**What you are asked to do**
Below are entries to examine: work out how many lines contain the word "Intensity", and give only that number.

**Information supplied**
use crate::simulation_elements::{
    FloatRandomDistribution, Interval, JsonValueError, Noise, NoiseSource, NumConstant,
    PulseEvent, PulseTemplate,
};
use led_calibration::Fragment;
use nveto_common::{Channel, FragmentIndex, Intensity, Time, TimeResolution};
use rand::{Rng, SeedableRng, rngs::StdRng};
use rand_distr::{Bernoulli, BernoulliError, Distribution};
use rayon::iter::{IntoParallelIterator, ParallelIterator};
use serde::Deserialize;
use thiserror::Error;
use tracing::instrument;

///
/// This struct is created from the configuration JSON file.
///
#[derive(Debug, Deserialize)]
#[serde(rename_all = "kebab-case")]
pub(crate) struct Simulation {
    /// The channels which are digitised, inclusive.
    pub(crate) channels: Interval<Channel>,
    /// Number of fragments each acquisition window is split into.
    pub(crate) fragments_per_window: NumConstant<usize>,
    /// Number of samples in each fragment.
    pub(crate) fragment_length: NumConstant<usize>,
    /// Duration of each sample, in ns.
    pub(crate) time_resolution: TimeResolution,
    /// Time between the starts of consecutive acquisition windows, in ns.
    pub(crate) window_period: Time,
    /// Level of the trace when there is no pulse, drawn once per channel and window.
    pub(crate) baseline: FloatRandomDistribution,
    /// Probability that a channel sees the LED pulse in a given window.
    pub(crate) occupancy: f64,
    pub(crate) pulse: PulseTemplate,
    #[serde(default)]
    pub(crate) noises: Vec<NoiseSource>,
}

#[derive(Debug, Error)]
pub(crate) enum SimulationError {
    #[error("Json value error: {0}")]
    JsonValue(#[from] JsonValueError),
    #[error("Invalid occupancy: {0}")]
    Occupancy(#[from] BernoulliError),
}

impl Simulation {
    /// Generates the fragments of the given number of acquisition windows.
    ///
    /// Windows are generated in parallel, the rng of each window is seeded from `seed` and the window index,
    /// so the output is reproducible.
    /// # Parameters
    /// - num_windows: the number of acquisition windows.
    /// - start_time: start time of the first window, in ns since the unix epoch.
    /// - seed: the random seed.
    #[instrument(skip_all, err(level = "error"))]
    pub(crate) fn generate_windows(
        &self,
        num_windows: usize,
        start_time: Time,
        seed: u64,
    ) -> Result<Vec<Vec<Fragment>>, SimulationError> {
        (0..num_windows)
            .into_par_iter()
            .map(|index| {
                let mut rng = StdRng::seed_from_u64(seed.wrapping_add(index as u64));
                let window_start = start_time + index as Time * self.window_period;
                self.generate_window(window_start, &mut rng)
            })
            .collect()
    }

    /// Generates the fragments of every channel for one acquisition window.
    #[instrument(skip_all, level = "debug", err(level = "error"))]
    pub(crate) fn generate_window<R: Rng>(
        &self,
        start_time: Time,
        rng: &mut R,
    ) -> Result<Vec<Fragment>, SimulationError> {
        let fragments_per_window = self.fragments_per_window.value()?;
        let fragment_length = self.fragment_length.value()?;
        let occupancy = Bernoulli::new(self.occupancy)?;

        let mut fragments = Vec::with_capacity(
            fragments_per_window * self.channels.range_inclusive().len(),
        );
        for channel in self.channels.range_inclusive() {
            let trace = self.generate_trace(
                fragments_per_window * fragment_length,
                occupancy.sample(rng),
                rng,
            )?;
            fragments.extend(
                trace
                    .chunks(fragment_length.max(1))
                    .enumerate()
                    .map(|(index, samples)| Fragment {
                        channel,
                        fragment_index: index as FragmentIndex,
                        start_time: start_time
                            + (index * fragment_length) as Time * self.time_resolution as Time,
                        time_resolution: self.time_resolution,
                        samples: samples.to_vec(),
                    }),
            );
        }
        Ok(fragments)
    }

    /// Generates the samples of one channel, with the pulse going below the baseline.
    fn generate_trace<R: Rng>(
        &self,
        length: usize,
        pulsed: bool,
        rng: &mut R,
    ) -> Result<Vec<Intensity>, SimulationError> {
        let baseline = self.baseline.sample(rng)?;
        let pulse = pulsed
            .then(|| PulseEvent::sample(&self.pulse, rng))
            .transpose()?;
        let mut noises = self.noises.iter().map(Noise::new).collect::<Vec<_>>();

        (0..length)
            .map(|time| -> Result<Intensity, SimulationError> {
                let depth = pulse
                    .as_ref()
                    .map(|pulse| pulse.get_value_at(time as f64))
                    .unwrap_or_default();
                let value = noises
                    .iter_mut()
                    .try_fold(baseline - depth, |value, noise| noise.noisify(value, rng))?;
                Ok(value
                    .round()
                    .clamp(Intensity::MIN as f64, Intensity::MAX as f64) as Intensity)
            })
            .collect()
    }
}

#[cfg(test)]
mod tests {
    use super::*;
    use assert_approx_eq::assert_approx_eq;
    use led_calibration::{CalibrationSettings, ChannelSelection, compute};

    const CONFIG: &str = r#"{
        "channels": { "min": 2000, "max": 2003 },
        "fragments-per-window": { "const": 2 },
        "fragment-length": { "const": 165 },
        "time-resolution": 2,
        "window-period": 1000000,
        "baseline": { "random-type": "constant-float", "value": { "const": 15000.0 } },
        "occupancy": 1.0,
        "pulse": {
            "pulse-type": "gaussian",
            "height": { "random-type": "constant-float", "value": { "const": 40.0 } },
            "peak-time": { "random-type": "constant-float", "value": { "const": 150.0 } },
            "sd": { "random-type": "constant-float", "value": { "const": 3.0 } }
        }
    }"#;

    fn simulation() -> Simulation {
        serde_json::from_str(CONFIG).unwrap()
    }

    #[test]
    fn window_shape() {
        let fragments = simulation()
            .generate_window(1_000, &mut StdRng::seed_from_u64(0))
            .unwrap();
        assert_eq!(fragments.len(), 8);
        for (i, fragment) in fragments.iter().enumerate() {
            assert_eq!(fragment.channel, 2000 + (i / 2) as Channel);
            assert_eq!(fragment.fragment_index, (i % 2) as FragmentIndex);
            assert_eq!(fragment.len(), 165);
            assert_eq!(fragment.start_time, 1_000 + 330 * (i % 2) as Time);
            assert_eq!(fragment.time_resolution, 2);
        }
    }

    #[test]
    fn zero_occupancy_is_flat() {
        let simulation = Simulation {
            occupancy: 0.0,
            ..simulation()
        };
        let fragments = simulation
            .generate_window(0, &mut StdRng::seed_from_u64(0))
            .unwrap();
        assert!(
            fragments
                .iter()
                .all(|fragment| fragment.samples.iter().all(|&v| v == 15000))
        );
    }

    #[test]
    fn invalid_occupancy() {
        let simulation = Simulation {
            occupancy: 1.5,
            ..simulation()
        };
        assert!(matches!(
            simulation.generate_window(0, &mut StdRng::seed_from_u64(0)),
            Err(SimulationError::Occupancy(_))
        ));
    }

    #[test]
    fn windows_are_reproducible() {
        let simulation = Simulation {
            occupancy: 0.5,
            ..simulation()
        };
        let first = simulation.generate_windows(3, 0, 42).unwrap();
        let second = simulation.generate_windows(3, 0, 42).unwrap();
        assert_eq!(first, second);
        assert_eq!(first[2][0].start_time, 2_000_000);
    }

    #[test]
    fn calibration_of_simulated_windows() {
        let settings = CalibrationSettings {
            channels: ChannelSelection::All,
            acq_window_length: 330,
            ..Default::default()
        };
        for fragments in simulation().generate_windows(2, 0, 7).unwrap() {
            let records = compute(&fragments, &settings).unwrap();
            assert_eq!(records.len(), 4);
            for record in records {
                assert_approx_eq!(record.amplitude_led, 40.0);
                assert_eq!(record.signal_time, 150);
                assert_eq!(record.length, 330);
                // The integral of the gaussian is 40 × 3 × √(2π), less the rounding of each sample.
                assert_approx_eq!(record.area, 300.8, 5.0);
                assert_approx_eq!(record.amplitude_noise, 0.0);
            }
        }
    }
}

**Output of the task**
4